■ **Input**:
use clap::Parser;

#[derive(Parser, Debug)]
#[command(
    name = "sttm",
    version,
    about = "Simple tiling terminal multiplexer",
    after_help = "\
COMMAND MODE KEYS (after the prefix, Ctrl-G by default):
    c / C          Split the focused pane (inherit orientation / side by side)
    x, |           Flip the orientation of the enclosing split
    h j k l        Move focus left, down, up, right
    o, p           Focus the previously focused pane
    g              Focus the pane whose id is the count
    w              Close the focused pane
    >              Resize: the count is the first child's share in percent
    =              Equalize panes along the split axis
    , / m          Scroll half a page up / down
    v / V          Zoom into the enclosing split (or pane <count>) / unzoom
    t              Set the tab stop width for new columns (count, default 8)
    r              Redraw the screen
    0-9            Accumulate a count for the next command
    Enter          Return to passthrough
    prefix         Send the prefix key itself and return to passthrough"
)]
pub struct Cli {
    /// Prefix key; its control character is used (e.g. `-c a` is Ctrl-A)
    #[arg(short = 'c', value_name = "KEY")]
    pub command_key: Option<String>,

    /// Rows of scrollback history per pane
    #[arg(short = 's', value_name = "SCROLLBACK", default_value_t = 1024)]
    pub scrollback: usize,

    /// Set TERM for the multiplexer itself and the children
    #[arg(short = 'T', value_name = "NAME")]
    pub host_term: Option<String>,

    /// Override the TERM advertised to the children
    #[arg(short = 't', value_name = "NAME")]
    pub term: Option<String>,
}

/// Control character for a prefix key argument: `KEY & 0x1f`.
pub fn prefix_byte(key: Option<&str>) -> u8 {
    key.and_then(|k| k.bytes().next()).map_or(0x07, |b| b & 0x1f)
}
use crate::cli::{prefix_byte, Cli};
use crate::platform;

pub const DEFAULT_TABSTOP: usize = 8;
const DEFAULT_TERM: &str = "screen-bce";
const DEFAULT_256_COLOR_TERM: &str = "screen-256color-bce";

/// Resolved runtime settings. There are no config files: everything comes
/// from the command line and the environment.
#[derive(Debug, Clone)]
pub struct Config {
    pub prefix: u8,
    pub scrollback: usize,
    pub tabstop: usize,
    pub term: String,
    pub shell: String,
}

impl Config {
    pub fn from_cli(cli: &Cli) -> Self {
        if let Some(t) = &cli.host_term {
            std::env::set_var("TERM", t);
        }
        let colors = platform::host_colors();
        Config {
            prefix: prefix_byte(cli.command_key.as_deref()),
            scrollback: cli.scrollback,
            tabstop: DEFAULT_TABSTOP,
            term: advertised_term(cli.term.as_deref(), cli.host_term.as_deref(), colors),
            shell: platform::user_shell(),
        }
    }
}

/// TERM handed to children: `-t` (upgraded to its 256-colour sibling when the
/// host can show it), then `-T`, then the screen default for the colour depth.
pub fn advertised_term(term: Option<&str>, host_term: Option<&str>, colors: u32) -> String {
    if let Some(t) = term {
        if colors >= 256 {
            if let Some(wide) = with_256_colors(t) {
                return wide.to_string();
            }
        }
        return t.to_string();
    }
    if let Some(t) = host_term {
        return t.to_string();
    }
    if colors >= 256 { DEFAULT_256_COLOR_TERM.to_string() } else { DEFAULT_TERM.to_string() }
}

fn with_256_colors(name: &str) -> Option<&'static str> {
    match name {
        "screen" => Some("screen-256color"),
        "screen-bce" => Some("screen-256color-bce"),
        "xterm" => Some("xterm-256color"),
        "tmux" => Some("tmux-256color"),
        _ => None,
    }
}

#[cfg(test)]
mod tests {
    use super::*;

    #[test]
    fn test_default_term_follows_color_depth() {
        assert_eq!(advertised_term(None, None, 8), "screen-bce");
        assert_eq!(advertised_term(None, None, 256), "screen-256color-bce");
    }

    #[test]
    fn test_explicit_term_prefers_256_colors() {
        assert_eq!(advertised_term(Some("screen"), None, 256), "screen-256color");
        assert_eq!(advertised_term(Some("screen"), None, 8), "screen");
        assert_eq!(advertised_term(Some("vt220"), None, 256), "vt220");
    }

    #[test]
    fn test_host_term_is_exported() {
        assert_eq!(advertised_term(None, Some("xterm"), 256), "xterm");
        assert_eq!(advertised_term(Some("tmux"), Some("xterm"), 256), "tmux-256color");
    }
}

■ **Task objective**:
Every line that holds the word "enclosing" should be copied from the records.

■ **Answer for the task**:
    x, |           Flip the orientation of the enclosing split
    v / V          Zoom into the enclosing split (or pane <count>) / unzoom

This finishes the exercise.